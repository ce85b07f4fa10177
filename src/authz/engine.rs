use std::collections::{BTreeSet, HashMap};

use crate::authz::{Permission, Role};

/// Static role → permission assignments.
///
/// Built once at process start and never mutated. The map is configuration,
/// not data: it is not persisted and changing it requires a deploy.
#[derive(Debug)]
pub struct PermissionMap {
    grants: HashMap<Role, BTreeSet<Permission>>,
}

impl PermissionMap {
    #[must_use]
    pub fn new() -> Self {
        let mut grants: HashMap<Role, BTreeSet<Permission>> = HashMap::new();

        grants.insert(Role::Attendee, BTreeSet::new());
        grants.insert(
            Role::Staff,
            BTreeSet::from([Permission::ViewAttendees, Permission::CheckInAttendees]),
        );
        grants.insert(
            Role::Organizer,
            BTreeSet::from([
                Permission::CreateEvents,
                Permission::ManageEvents,
                Permission::PublishEvents,
                Permission::ViewAttendees,
                Permission::CheckInAttendees,
                Permission::ViewReports,
            ]),
        );
        grants.insert(Role::Admin, Permission::ALL.into_iter().collect());

        Self { grants }
    }

    /// Union of the permissions carried by every role in the set.
    #[must_use]
    pub fn permissions_for(&self, roles: &BTreeSet<Role>) -> BTreeSet<Permission> {
        roles
            .iter()
            .filter_map(|role| self.grants.get(role))
            .flat_map(|permissions| permissions.iter().copied())
            .collect()
    }

    /// The role-derived permission set must cover every required permission.
    #[must_use]
    pub fn has_all_permissions(&self, roles: &BTreeSet<Role>, required: &[Permission]) -> bool {
        let held = self.permissions_for(roles);
        required.iter().all(|permission| held.contains(permission))
    }

    /// At least one candidate permission is held.
    #[must_use]
    pub fn has_any_permission(&self, roles: &BTreeSet<Role>, candidates: &[Permission]) -> bool {
        let held = self.permissions_for(roles);
        candidates
            .iter()
            .any(|permission| held.contains(permission))
    }
}

impl Default for PermissionMap {
    fn default() -> Self {
        Self::new()
    }
}

/// "Any of" match: the principal's role set intersects the required set.
#[must_use]
pub fn has_role(roles: &BTreeSet<Role>, required: &[Role]) -> bool {
    required.iter().any(|role| roles.contains(role))
}

#[cfg(test)]
mod tests {
    use super::*;

    fn roles(list: &[Role]) -> BTreeSet<Role> {
        list.iter().copied().collect()
    }

    #[test]
    fn staff_holds_its_assigned_permissions() {
        let map = PermissionMap::new();
        let staff = roles(&[Role::Staff]);

        for permission in [Permission::ViewAttendees, Permission::CheckInAttendees] {
            assert!(map.has_all_permissions(&staff, &[permission]));
        }
    }

    #[test]
    fn staff_lacks_admin_only_permissions() {
        let map = PermissionMap::new();
        let staff = roles(&[Role::Staff]);

        assert!(!map.has_all_permissions(&staff, &[Permission::ConfigureSystem]));
        assert!(!map.has_all_permissions(&staff, &[Permission::ManageUsers]));
    }

    #[test]
    fn admin_covers_every_permission() {
        let map = PermissionMap::new();
        let admin = roles(&[Role::Admin]);

        assert!(map.has_all_permissions(&admin, &Permission::ALL));
    }

    #[test]
    fn permissions_union_across_roles() {
        let map = PermissionMap::new();
        let both = roles(&[Role::Attendee, Role::Staff]);

        let held = map.permissions_for(&both);
        assert_eq!(
            held,
            BTreeSet::from([Permission::ViewAttendees, Permission::CheckInAttendees])
        );
    }

    #[test]
    fn has_any_permission_matches_partial_overlap() {
        let map = PermissionMap::new();
        let staff = roles(&[Role::Staff]);

        assert!(map.has_any_permission(
            &staff,
            &[Permission::ConfigureSystem, Permission::ViewAttendees]
        ));
        assert!(!map.has_any_permission(
            &staff,
            &[Permission::ConfigureSystem, Permission::ManageUsers]
        ));
    }

    #[test]
    fn has_role_is_an_any_of_match() {
        let organizer = roles(&[Role::Organizer]);

        assert!(has_role(&organizer, &[Role::Admin, Role::Organizer]));
        assert!(!has_role(&organizer, &[Role::Admin, Role::Staff]));
        assert!(!has_role(&organizer, &[]));
    }

    #[test]
    fn attendee_has_no_permissions() {
        let map = PermissionMap::new();
        let attendee = roles(&[Role::Attendee]);

        assert!(map.permissions_for(&attendee).is_empty());
    }
}
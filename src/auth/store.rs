//! Credential store contract.
//!
//! The store is an external collaborator: this module owns only the
//! interface and the records crossing it. [`crate::auth::pg`] implements it
//! against Postgres.

use async_trait::async_trait;
use chrono::{DateTime, Utc};

use crate::authz::Role;

/// Persisted identity record.
#[derive(Debug, Clone)]
pub struct UserRecord {
    pub id: i64,
    pub email: String,
    pub password_hash: String,
    pub display_name: Option<String>,
    pub role: Role,
    pub is_email_verified: bool,
    /// At most one live verification token per user; overwritten on resend.
    pub email_verification_token: Option<String>,
    /// Single-slot hash of the current refresh token. Overwriting revokes
    /// the previous one.
    pub refresh_token_hash: Option<Vec<u8>>,
    pub created_at: DateTime<Utc>,
    pub updated_at: DateTime<Utc>,
}

/// Fields needed to create a user.
#[derive(Debug, Clone)]
pub struct NewUser {
    pub email: String,
    pub password_hash: String,
    pub display_name: Option<String>,
    pub role: Role,
    pub email_verification_token: String,
}

/// Outcome of an insert attempt; duplicate email is a normal outcome, not an
/// infrastructure error.
#[derive(Debug)]
pub enum InsertOutcome {
    Created(UserRecord),
    DuplicateEmail,
}

/// Password reset token, kept separate from the user row so a fresh request
/// can invalidate all prior tokens at once.
#[derive(Debug, Clone)]
pub struct ResetTokenRecord {
    pub user_id: i64,
    pub token: String,
    pub expires_at: DateTime<Utc>,
}

#[async_trait]
pub trait CredentialStore: Send + Sync {
    async fn find_by_email(&self, email: &str) -> anyhow::Result<Option<UserRecord>>;

    async fn find_by_id(&self, id: i64) -> anyhow::Result<Option<UserRecord>>;

    async fn find_by_verification_token(&self, token: &str)
        -> anyhow::Result<Option<UserRecord>>;

    async fn insert_user(&self, new_user: NewUser) -> anyhow::Result<InsertOutcome>;

    /// Mark the email verified and clear the verification token (single-use).
    async fn mark_email_verified(&self, user_id: i64) -> anyhow::Result<()>;

    /// Overwrite the verification token slot; old links stop working.
    async fn set_verification_token(&self, user_id: i64, token: &str) -> anyhow::Result<()>;

    async fn set_password_hash(&self, user_id: i64, password_hash: &str) -> anyhow::Result<()>;

    /// Write the single refresh-token slot. `None` clears it (logout).
    async fn set_refresh_token_hash(
        &self,
        user_id: i64,
        hash: Option<&[u8]>,
    ) -> anyhow::Result<()>;

    /// Delete all prior reset tokens for the user and insert the new one,
    /// atomically.
    async fn replace_reset_token(
        &self,
        user_id: i64,
        token: &str,
        expires_at: DateTime<Utc>,
    ) -> anyhow::Result<()>;

    /// Look up a reset token by value; expired tokens are still returned and
    /// the caller decides (lazy deletion lives in the service).
    async fn find_reset_token(&self, token: &str) -> anyhow::Result<Option<ResetTokenRecord>>;

    async fn delete_reset_token(&self, token: &str) -> anyhow::Result<()>;

    async fn delete_reset_tokens_for(&self, user_id: i64) -> anyhow::Result<()>;
}

#[cfg(test)]
mod tests {
    use super::*;

    #[test]
    fn insert_outcome_debug_names() {
        assert_eq!(
            format!("{:?}", InsertOutcome::DuplicateEmail),
            "DuplicateEmail"
        );
    }
}
use axum::{
    http::HeaderMap,
    response::{IntoResponse, Json},
};
use serde_json::json;

/// axum handler for health
#[utoipa::path(
    get,
    path = "/health",
    responses(
        (status = 200, description = "Service is up")
    ),
    tag = "health"
)]
pub async fn health() -> impl IntoResponse {
    let body = Json(json!({
        "name": env!("CARGO_PKG_NAME"),
        "version": env!("CARGO_PKG_VERSION"),
    }));

    let mut headers = HeaderMap::new();
    if let Ok(value) =
        format!("{}:{}", env!("CARGO_PKG_NAME"), env!("CARGO_PKG_VERSION")).parse()
    {
        headers.insert("X-App", value);
    }

    (headers, body)
}
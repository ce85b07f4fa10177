//! The authenticated identity attached to a request.

use std::collections::BTreeSet;

use crate::auth::token::Claims;
use crate::authz::Role;

/// Built fresh from verified token claims on every request; never persisted.
///
/// Roles are a set even though the platform currently assigns exactly one
/// role per user: the authorization engine is written against the set.
#[derive(Debug, Clone, PartialEq, Eq)]
pub struct Principal {
    pub user_id: i64,
    pub email: String,
    pub roles: BTreeSet<Role>,
}

impl Principal {
    #[must_use]
    pub fn new(user_id: i64, email: String, role: Role) -> Self {
        Self {
            user_id,
            email,
            roles: BTreeSet::from([role]),
        }
    }

    #[must_use]
    pub fn from_claims(claims: &Claims) -> Self {
        Self::new(claims.sub, claims.email.clone(), claims.role)
    }

    /// The single persisted role. Kept for token issuance, which stores one
    /// role per token.
    #[must_use]
    pub fn primary_role(&self) -> Role {
        self.roles
            .iter()
            .next()
            .copied()
            .unwrap_or(Role::Attendee)
    }
}
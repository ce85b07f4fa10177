//! Error-to-response mapping for the controller surface.
//!
//! Authentication failures collapse to a generic 401 so callers cannot probe
//! which part of a credential was wrong; "email not verified" is the one
//! deliberate exception. Authorization failures are 403, distinct from 401.

use axum::http::StatusCode;
use tracing::error;

use crate::auth::AuthError;
use crate::authz::Denial;

pub(crate) fn auth_error_response(err: &AuthError) -> (StatusCode, String) {
    match err {
        AuthError::InvalidCredentials | AuthError::AccessDenied => {
            (StatusCode::UNAUTHORIZED, "Unauthorized".to_string())
        }
        AuthError::EmailNotVerified => {
            (StatusCode::UNAUTHORIZED, "Email not verified".to_string())
        }
        AuthError::EmailTaken => (
            StatusCode::CONFLICT,
            "Email already registered".to_string(),
        ),
        AuthError::InvalidToken => (
            StatusCode::BAD_REQUEST,
            "Invalid or expired token".to_string(),
        ),
        AuthError::Validation(message) => (StatusCode::BAD_REQUEST, message.clone()),
        AuthError::Internal(err) => {
            error!("Internal auth error: {err:#}");
            (
                StatusCode::INTERNAL_SERVER_ERROR,
                "Internal server error".to_string(),
            )
        }
    }
}

pub(crate) fn denial_response(denial: Denial) -> (StatusCode, String) {
    match denial {
        Denial::Unauthenticated => (StatusCode::UNAUTHORIZED, "Unauthorized".to_string()),
        Denial::MissingRole | Denial::MissingPermission => {
            (StatusCode::FORBIDDEN, "Forbidden".to_string())
        }
    }
}

#[cfg(test)]
mod tests {
    use super::*;
    use anyhow::anyhow;

    #[test]
    fn credential_failures_are_indistinguishable() {
        let (status_a, body_a) = auth_error_response(&AuthError::InvalidCredentials);
        let (status_b, body_b) = auth_error_response(&AuthError::AccessDenied);
        assert_eq!((status_a, &body_a), (status_b, &body_b));
        assert_eq!(status_a, StatusCode::UNAUTHORIZED);
    }

    #[test]
    fn email_not_verified_is_surfaced_distinctly() {
        let (status, body) = auth_error_response(&AuthError::EmailNotVerified);
        assert_eq!(status, StatusCode::UNAUTHORIZED);
        assert_eq!(body, "Email not verified");
    }

    #[test]
    fn conflict_and_validation_statuses() {
        let (status, _) = auth_error_response(&AuthError::EmailTaken);
        assert_eq!(status, StatusCode::CONFLICT);

        let (status, body) =
            auth_error_response(&AuthError::Validation("too short".to_string()));
        assert_eq!(status, StatusCode::BAD_REQUEST);
        assert_eq!(body, "too short");
    }

    #[test]
    fn internal_errors_do_not_leak_details() {
        let (status, body) = auth_error_response(&AuthError::Internal(anyhow!("pool exhausted")));
        assert_eq!(status, StatusCode::INTERNAL_SERVER_ERROR);
        assert!(!body.contains("pool"));
    }

    #[test]
    fn denial_statuses_split_401_from_403() {
        assert_eq!(
            denial_response(Denial::Unauthenticated).0,
            StatusCode::UNAUTHORIZED
        );
        assert_eq!(denial_response(Denial::MissingRole).0, StatusCode::FORBIDDEN);
        assert_eq!(
            denial_response(Denial::MissingPermission).0,
            StatusCode::FORBIDDEN
        );
    }
}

★ ★ ★ ★ ★ ★ ★

ACTION ITEM:
Each line of the material above that contains the string "crate" adds one to the count; report the final count only.

SOLUTION FOR THIS TASK:
9